A picture of Tash and a headline saying: Meet the team

Tash! where are you based?

I’m based in the Netherlands! I’m an hour ahead of the UK, until the Summer when we level.

Why is EDI important to you?

EDI first became important to me through an intersectional lens, as a way of understanding my own identities and how they interact with systems of power, access and opportunity. This personal awareness was the starting point.

Since becoming a parent, this commitment has deepened. There’s an added sense of responsibility in wanting to help shape a world, but also workplaces that are fairer and more inclusive for the next generation. I guess, like many parents, I think about the environments our children will grow up in, and what we normalise for them.

In my work, I speak to so many people who move through their working lives feeling unseen, undervalued or exhausted by having to constantly adapt. I see the long-term impact this has on confidence and wellbeing. This is what drives me. Working to shift everyday experiences, so more people can feel respected, supported and able to thrive. 

Talking of your work, how did you become an EDI Consultant?

My journey into EDI began through LGBTQ+ advocacy. My wife and I created Breaking the Distance as an online platform to advocate for LGBTQ+ inclusion. Sharing our experiences and challenging the everyday assumptions that shape how people are seen.

Through that work, I began to better understand my own identities in the world and how systems, language and power structures can either affirm or exclude people. What started as advocacy in society gradually evolved into supporting others in navigating their identities and helping organisations understand their role in creating environments where people can truly belong.

The curiosity about identity, access, and inclusion is what ultimately led me into EDI consulting. Not just to focus on individual experience, but to work at a systemic level, helping workplaces and institutions become more inclusive by design.

What is your superpower?

I don’t come from a corporate background, I come from performing arts. I trained in musical theatre and spent many years performing around the world both on land and at sea. This has shaped how I facilitate and deliver workshops far more than any corporate framework ever could.
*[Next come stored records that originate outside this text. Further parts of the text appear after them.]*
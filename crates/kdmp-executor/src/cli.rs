//! Command line of the worker container
//!
//! Drivers build these argument lists when they render a job; every flag
//! here has a counterpart in the drivers' command builders.

use std::path::PathBuf;

use clap::{Args, Parser, Subcommand};
use kdmp_common::credentials::CREDENTIALS_MOUNT_PATH;

/// kdmp-executor - moves volume data inside KDMP worker jobs
#[derive(Parser, Debug)]
#[command(name = "kdmp-executor", version, about, long_about = None)]
pub struct Cli {
    #[command(subcommand)]
    pub command: Command,
}

#[derive(Subcommand, Debug)]
pub enum Command {
    /// Back up or restore with restic
    Restic {
        #[command(subcommand)]
        op: ResticCommand,
    },

    /// Back up, restore or maintain a kopia repository
    Kopia {
        #[command(subcommand)]
        op: KopiaCommand,
    },

    /// Copy one mounted volume onto another
    Rsync(RsyncArgs),
}

#[derive(Subcommand, Debug)]
pub enum ResticCommand {
    Backup(BackupArgs),
    Restore(RestoreArgs),
}

#[derive(Subcommand, Debug)]
pub enum KopiaCommand {
    Backup(BackupArgs),
    Restore(RestoreArgs),
    /// Remove one snapshot from the repository
    Delete(DeleteArgs),
    /// Run full repository maintenance
    Maintenance(RepositoryArgs),
}

/// Where the repository lives and how to open it
#[derive(Args, Debug, Clone)]
pub struct RepositoryArgs {
    /// Namespace of the job and its VolumeBackup
    #[arg(long)]
    pub namespace: String,

    /// Repository name under the `generic-backup/` prefix
    #[arg(long)]
    pub repository: String,

    /// Name of the credentials secret, logged for diagnostics
    #[arg(long)]
    pub credentials: String,

    /// Directory the credentials secret is mounted at
    #[arg(long, default_value = CREDENTIALS_MOUNT_PATH)]
    pub secret_file_path: PathBuf,
}

#[derive(Args, Debug, Clone)]
pub struct BackupArgs {
    /// VolumeBackup that receives progress
    #[arg(long)]
    pub volume_backup_name: String,

    #[command(flatten)]
    pub repo: RepositoryArgs,

    /// Directory to back up; may hold one `*` segment
    #[arg(long)]
    pub source_path: String,
}

#[derive(Args, Debug, Clone)]
pub struct RestoreArgs {
    #[arg(long)]
    pub volume_backup_name: String,

    #[command(flatten)]
    pub repo: RepositoryArgs,

    /// Engine snapshot to restore
    #[arg(long)]
    pub snapshot_id: String,

    #[arg(long)]
    pub target_path: PathBuf,
}

#[derive(Args, Debug, Clone)]
pub struct DeleteArgs {
    #[command(flatten)]
    pub repo: RepositoryArgs,

    #[arg(long)]
    pub snapshot_id: String,
}

#[derive(Args, Debug, Clone)]
pub struct RsyncArgs {
    #[arg(long)]
    pub source_path: PathBuf,

    #[arg(long)]
    pub destination_path: PathBuf,

    /// Extra rsync flags as one space-separated string
    #[arg(long, default_value = "", allow_hyphen_values = true)]
    pub rsync_flags: String,
}

impl RsyncArgs {
    pub fn flags(&self) -> Vec<String> {
        self.rsync_flags
            .split_whitespace()
            .map(str::to_string)
            .collect()
    }
}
I’m comfortable in front of an audience, bringing energy into the room. I know how to hold attention, whether that’s in a room full of people or on a virtual call. Years on stage taught me how to read a room quickly, pick up on shifts in mood or dynamics and adapt in real time.

Creating learning spaces that feel human, energising and genuinely safe for people to be honest, even when the topic is sensitive. My specialist areas include inclusive leadership, intersectionality, cultural intelligence and inclusive communication across differences. I’m strong at translating complex ideas into practical, usable actions and helping people stay engaged without becoming defensive or shutting down.

This skill set means my sessions don’t feel scripted or stiff. They’re responsive, human and shaped around the people in the room. I’m really good at meeting people where they are, from curious to cautious, from uncomfortable to fully engaged and helping them move forward without feeling judged or overwhelmed.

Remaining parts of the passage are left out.